The capsule endoscope 2 is inserted into an organ of the subject 1
through ingestion intake or the like and then, successively
captures an in-vivo image of the subject 1 at predetermined
intervals (for example, at intervals of 0.5 s) while moving through
inside the organ of the subject 1 due to peristaltic movement or
the like.

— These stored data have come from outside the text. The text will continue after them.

//! Live collaborative map editing: a framed TCP protocol built on
//! [`mapforge_protocol`], applied against a shared [`mapforge_model::MapModel`]
//! (spec.md §4.5, §5).

mod auth;
mod ban_list;
mod chunk_accumulator;
mod chunking;
mod client;
mod cursor;
mod error;
mod frame_accumulator;
mod peer;
mod rate_limiter;
mod reconnect;
mod server;
mod session;
mod tile_bridge;

pub use auth::{check_password, constant_time_eq};
pub use ban_list::BanList;
pub use chunk_accumulator::ChunkAccumulator;
pub use chunking::{build_chunks, DEFAULT_CHUNK_TILE_BUDGET};
pub use client::{ClientConfig, LiveClient, LiveEvent};
pub use cursor::{peer_color, CursorRegistry, CursorThrottle, RemoteCursor, PEER_COLORS};
pub use error::LiveError;
pub use frame_accumulator::FrameAccumulator;
pub use peer::PeerHandle;
pub use rate_limiter::{RateLimiter, DEFAULT_RATE_CAP};
pub use reconnect::{attempts_exhausted, backoff_delay, ReconnectConfig};
pub use server::{LiveServer, ServerConfig};
pub use session::{ClientSessionState, ServerSessionState};
pub use tile_bridge::{apply_record, tile_to_record};

#[cfg(test)]
mod integration_tests {
    use std::time::Duration;

    use mapforge_model::{Item, MapModel, Position, Tile};
    use mapforge_protocol::MapRequest;
    use tokio::io::{AsyncReadExt, AsyncWriteExt};
    use tokio::net::TcpListener;

    use super::*;

    async fn spawn_server(map: MapModel, config: ServerConfig) -> (LiveServer, std::net::SocketAddr) {
        let listener = TcpListener::bind("127.0.0.1:0").await.unwrap();
        let addr = listener.local_addr().unwrap();
        let server = LiveServer::new(map, config);
        let accepting = server.clone();
        tokio::spawn(async move {
            let _ = accepting.serve_listener(listener).await;
        });
        (server, addr)
    }

    /// E5 (spec.md §8): a client that sends CHAT before LOGIN is
    /// disconnected without ever receiving a CLIENT_LIST broadcast.
    #[tokio::test]
    async fn e5_login_bypass_is_rejected() {
        let (_, addr) = spawn_server(MapModel::new(), ServerConfig::default()).await;
        let mut stream = tokio::net::TcpStream::connect(addr).await.unwrap();

        let frame = mapforge_protocol::encode_frame(mapforge_protocol::PacketType::Chat.as_u16(), b"hi");
        stream.write_all(&frame).await.unwrap();

        let mut buf = [0u8; 8];
        let read = stream.read(&mut buf).await.unwrap();
        assert_eq!(read, 0, "server must close the connection without replying");
    }

    /// E6 (spec.md §8): a MAP_REQUEST past the area cap yields no
    /// MAP_CHUNK frames.
    #[tokio::test]
    async fn e6_oversized_map_request_yields_no_chunks() {
        let mut map = MapModel::new();
        let mut tile = Tile::new(Position::new(0, 0, 0));
        tile.ground = Some(Item::new(100));
        map.put_tile(tile);

        let (_, addr) = spawn_server(map, ServerConfig::default()).await;
        let mut stream = tokio::net::TcpStream::connect(addr).await.unwrap();

        let login = mapforge_protocol::encode_frame(
            mapforge_protocol::PacketType::Login.as_u16(),
            &mapforge_protocol::encode_login("Alice", ""),
        );
        stream.write_all(&login).await.unwrap();

        let mut buf = [0u8; 4096];
        let read = stream.read(&mut buf).await.unwrap();
        assert!(read > 0, "expected LOGIN_SUCCESS");

        let request = MapRequest {
            x_min: 0,
            y_min: 0,
            x_max: 1000,
            y_max: 1000,
            z: 0,
        };
        assert!(request.area() > ServerConfig::default().map_request_area_cap);
        let frame = mapforge_protocol::encode_frame(
            mapforge_protocol::PacketType::MapRequest.as_u16(),
            &mapforge_protocol::encode_map_request(&request),
        );
        stream.write_all(&frame).await.unwrap();

        let followup = mapforge_protocol::encode_frame(mapforge_protocol::PacketType::Chat.as_u16(), b"");
        stream.write_all(&followup).await.unwrap();

        let read = tokio::time::timeout(Duration::from_millis(200), stream.read(&mut buf)).await;
        match read {
            Ok(Ok(n)) => {
                let frames_contain_map_chunk = n >= mapforge_protocol::FrameHeader::WIRE_LEN
                    && u16::from_le_bytes([buf[2], buf[3]]) == mapforge_protocol::PacketType::MapChunk.as_u16();
                assert!(!frames_contain_map_chunk, "oversized MAP_REQUEST must not produce a MAP_CHUNK");
            }
            _ => {}
        }
    }
}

More specifically, the capsule endoscope 2 alternately
captures an ordinary image using white light (ordinary light
observation) and a spectral image generated by using special light
consisting of specific color components of blue and green (special
light observation) such as a sharp blood vessel image of the inner
wall of body cavity including a plurality of repetitions of each.

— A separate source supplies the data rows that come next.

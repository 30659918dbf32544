/// Encodes a LOGIN payload: `name\0password` UTF-8, no length prefixes.
pub fn encode_login(name: &str, password: &str) -> Vec<u8> {
    let mut out = Vec::with_capacity(name.len() + password.len() + 1);
    out.extend_from_slice(name.as_bytes());
    out.push(0);
    out.extend_from_slice(password.as_bytes());
    out
}

/// Decodes a LOGIN payload. A payload with no `\0` separator is treated
/// as a bare name with an empty password.
pub fn decode_login(payload: &[u8]) -> (String, String) {
    match payload.iter().position(|&b| b == 0) {
        Some(idx) => {
            let name = String::from_utf8_lossy(&payload[..idx]).into_owned();
            let password = String::from_utf8_lossy(&payload[idx + 1..]).into_owned();
            (name, password)
        }
        None => (String::from_utf8_lossy(payload).into_owned(), String::new()),
    }
}
use mapforge_model::{ItemCatalog, LoadReport, MapModel, WarningSink};

use crate::codec;
use crate::config::LoaderConfig;
use crate::node_type::OTBM;
use crate::CodecError;

/// Loads a FormatA (`OTBM`) file. Delegates transparently to [`crate::otmm::load`]
/// if the bytes carry the sibling magic instead (spec.md §4.4.5).
pub fn load<C: ItemCatalog, W: WarningSink>(
    bytes: &[u8],
    catalog: &C,
    config: &LoaderConfig,
    sink: &mut W,
) -> Result<(MapModel, LoadReport), CodecError> {
    codec::load_bytes(bytes, &OTBM, catalog, config, sink)
}

/// Emits `map` as a FormatA file. Writing the same `MapModel` twice
/// produces byte-identical output (spec.md §8 item 4).
pub fn save(map: &MapModel) -> Vec<u8> {
    codec::save_bytes(map, &OTBM)
}
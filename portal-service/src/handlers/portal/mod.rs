pub mod lookup;
pub mod magic_link;
pub mod members;
pub mod password;
pub mod session;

The capsule endoscope 2 transmits an image signal of in-vivo images
of the subject 1 captured in this manner to the outside receiving
device 3 by radio. The capsule endoscope 2 successively repeats the
imaging operation and radio transmission operation of such in-vivo
images in a period between insertion into organs of the subject 1
and the discharge out of the subject 1.
[0050] The receiving device 3 is equipped with a plurality of
receiving antennas 3a to 3h arranged, for example, on a body
surface of the subject 1 in a distributed fashion and receives a
radio signal from the capsule endoscope 2 inside the subject 1 via
at least one of the plurality of receiving antennas 3a to 3h. The
receiving device 3 extracts an image signal from the radio signal
output from the capsule endoscope 2 to acquire image data of
in-vivo images contained in the extracted image signal.

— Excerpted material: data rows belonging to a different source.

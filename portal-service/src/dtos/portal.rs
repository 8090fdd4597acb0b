use chrono::{DateTime, Utc};
use serde::{Deserialize, Serialize};
use utoipa::ToSchema;
use uuid::Uuid;
use validator::Validate;

use crate::models::MemberRole;

#[derive(Debug, Deserialize, Validate, ToSchema)]
pub struct MagicLinkRequest {
    #[validate(email(message = "Invalid email format"))]
    #[schema(example = "jane@client.com")]
    pub email: String,

    #[validate(length(min = 1, message = "Company slug is required"))]
    #[schema(example = "acme-co")]
    pub company_slug: String,

    #[validate(length(min = 1, message = "Client slug is required"))]
    #[schema(example = "globex")]
    pub client_slug: String,
}

#[derive(Debug, Serialize, ToSchema)]
pub struct MagicLinkResponse {
    #[schema(example = "Magic link sent to your email")]
    pub message: String,
    pub member: MemberIdentity,
}

/// Current allowlist identity, always re-read from the store.
#[derive(Debug, Serialize, ToSchema)]
pub struct MemberIdentity {
    #[schema(example = "jane@client.com")]
    pub email: String,
    #[schema(example = "Jane Doe")]
    pub name: String,
    pub role: MemberRole,
}

#[derive(Debug, Deserialize, Validate, ToSchema)]
pub struct ValidateTokenRequest {
    #[validate(length(min = 1, message = "Token is required"))]
    #[schema(example = "a1b2c3d4e5f6...")]
    pub token: String,

    #[validate(length(min = 1, message = "Company slug is required"))]
    #[schema(example = "acme-co")]
    pub company_slug: String,

    #[validate(length(min = 1, message = "Client slug is required"))]
    #[schema(example = "globex")]
    pub client_slug: String,
}

#[derive(Debug, Serialize, ToSchema)]
pub struct SessionResponse {
    #[schema(example = "jane@client.com")]
    pub email: String,
    #[schema(example = "Jane Doe")]
    pub name: String,
    pub role: MemberRole,
    #[schema(example = "f3a9...")]
    pub session_token: String,
    #[schema(example = "0c77...")]
    pub refresh_token: String,
    pub expires_at: DateTime<Utc>,
}

#[derive(Debug, Deserialize, Validate, ToSchema)]
pub struct ValidateSessionRequest {
    #[validate(length(min = 1, message = "Session token is required"))]
    pub session_token: String,

    #[validate(length(min = 1, message = "Company slug is required"))]
    #[schema(example = "acme-co")]
    pub company_slug: String,

    #[validate(length(min = 1, message = "Client slug is required"))]
    #[schema(example = "globex")]
    pub client_slug: String,
}

#[derive(Debug, Serialize, ToSchema)]
pub struct SessionIdentityResponse {
    #[schema(example = "jane@client.com")]
    pub email: String,
    #[schema(example = "Jane Doe")]
    pub name: String,
    pub role: MemberRole,
    #[schema(example = "acme-co")]
    pub company_slug: String,
    #[schema(example = "globex")]
    pub client_slug: String,
}

#[derive(Debug, Deserialize, Validate, ToSchema)]
pub struct RefreshSessionRequest {
    #[validate(length(min = 1, message = "Refresh token is required"))]
    pub refresh_token: String,
}

#[derive(Debug, Deserialize, Validate, ToSchema)]
pub struct SetupPasswordRequest {
    #[validate(email(message = "Invalid email format"))]
    #[schema(example = "jane@client.com")]
    pub email: String,

    #[validate(length(min = 8, message = "Password must be at least 8 characters"))]
    #[schema(example = "password123", min_length = 8)]
    pub password: String,

    #[validate(length(min = 1, message = "Slug is required"))]
    #[schema(example = "acme-co")]
    pub slug: String,
}

#[derive(Debug, Deserialize, Validate, ToSchema)]
pub struct VerifyPasswordRequest {
    #[validate(email(message = "Invalid email format"))]
    #[schema(example = "jane@client.com")]
    pub email: String,

    #[validate(length(min = 1, message = "Password is required"))]
    pub password: String,

    #[validate(length(min = 1, message = "Slug is required"))]
    #[schema(example = "acme-co")]
    pub slug: String,
}

#[derive(Debug, Serialize, ToSchema)]
pub struct VerifyPasswordResponse {
    #[schema(example = "jane@client.com")]
    pub email: String,
}

#[derive(Debug, Deserialize, Validate, ToSchema)]
pub struct CheckPortalRequest {
    #[validate(length(min = 1, message = "Slug is required"))]
    #[schema(example = "acme-co")]
    pub slug: String,
}

#[derive(Debug, Serialize, ToSchema)]
pub struct CheckPortalResponse {
    #[schema(example = true)]
    pub exists: bool,
    #[serde(skip_serializing_if = "Option::is_none")]
    #[schema(example = "Acme & Co.")]
    pub display_name: Option<String>,
}

#[derive(Debug, Deserialize, Validate, ToSchema)]
pub struct ClientSlugRequest {
    #[validate(email(message = "Invalid email format"))]
    #[schema(example = "jane@client.com")]
    pub email: String,

    #[validate(length(min = 1, message = "Company slug is required"))]
    #[schema(example = "acme-co")]
    pub company_slug: String,
}

#[derive(Debug, Serialize, ToSchema)]
pub struct MemberLocationResponse {
    #[schema(example = "jane@client.com")]
    pub email: String,
    #[schema(example = "Jane Doe")]
    pub name: String,
    pub role: MemberRole,
    #[schema(example = "acme-co")]
    pub company_slug: String,
    #[schema(example = "globex")]
    pub client_slug: String,
}

#[derive(Debug, Serialize, Deserialize, ToSchema)]
pub struct NewMember {
    #[schema(example = "jane@client.com")]
    pub email: String,
    #[schema(example = "Jane Doe")]
    pub name: String,
    pub role: Option<MemberRole>,
}

#[derive(Debug, Deserialize, Validate, ToSchema)]
pub struct AddMembersRequest {
    #[validate(length(min = 1, message = "Company slug is required"))]
    #[schema(example = "acme-co")]
    pub company_slug: String,

    pub client_id: Uuid,

    #[validate(length(min = 1, message = "At least one member is required"))]
    pub members: Vec<NewMember>,
}

#[derive(Debug, Serialize, ToSchema)]
pub struct AddMembersResponse {
    #[schema(example = 2)]
    pub added_count: usize,
}

#[derive(Debug, Deserialize, Validate, ToSchema)]
pub struct UpdateMemberRoleRequest {
    #[validate(length(min = 1, message = "Company slug is required"))]
    #[schema(example = "acme-co")]
    pub company_slug: String,

    pub role: MemberRole,
}

#[derive(Debug, Deserialize, utoipa::IntoParams)]
pub struct MemberScopeQuery {
    pub company_slug: String,
}

#[derive(Debug, Serialize, ToSchema)]
pub struct MemberSummary {
    pub member_id: Uuid,
    #[schema(example = "jane@client.com")]
    pub email: String,
    #[schema(example = "Jane Doe")]
    pub name: String,
    pub role: MemberRole,
    pub is_active: bool,
    pub is_main_client: bool,
    pub created_utc: DateTime<Utc>,
}

#[derive(Debug, Serialize, ToSchema)]
pub struct MembersListResponse {
    pub members: Vec<MemberSummary>,
    #[schema(example = 3)]
    pub total_count: usize,
}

[0051] The receiving device 3 also performs various kinds of image
processing on the acquired image data and stores a group of the
image-processed in-vivo images in the recording medium 5 inserted
in advance. The receiving device 3 also associates each image of
the group of in-vivo images with time data such as the imaging time
or receiving time.
[0052] The receiving antennas 3a to 3h of the receiving device 3
may be arranged, as shown in FIG. 2, on the body surface of the
subject 1 or on a jacket put on by the subject 1. The number of
receiving antennas of the receiving device 3 may be equal to 1 or
more and is not particularly limited to eight.
[0053] The image display device 4 is configured like a workstation
that captures various kinds of data such as a group of in-vivo
images of the subject 1 via the recording medium 5 and displays
various kinds of data of the captured group of in-vivo images or
the like. More specifically, after the recording medium 5 removed
from the receiving device 3 being inserted into, the image display
device 4 captures saved data of the recording medium 5 to acquire
various kinds of data such as a group of in-vivo images of the
subject 1. The image display device 4 has a function to display
acquired in-vivo images in a display. A diagnosis is made based on
the image display by the image display device 4.
[0054] The recording medium 5 is a portable recording medium to
exchange data between the receiving device 3 and the image display
device 4 described above. The recording medium 5 is structured to
be removable from the receiving device 3 and the image display
device 4 and to be able to output and record data when inserted
into one of the receiving device 3 and the image display device 4.
More specifically, when inserted into the receiving device 3, the
recording medium 5 records a group of in-vivo images processed by
the receiving device 3 and time data of each image.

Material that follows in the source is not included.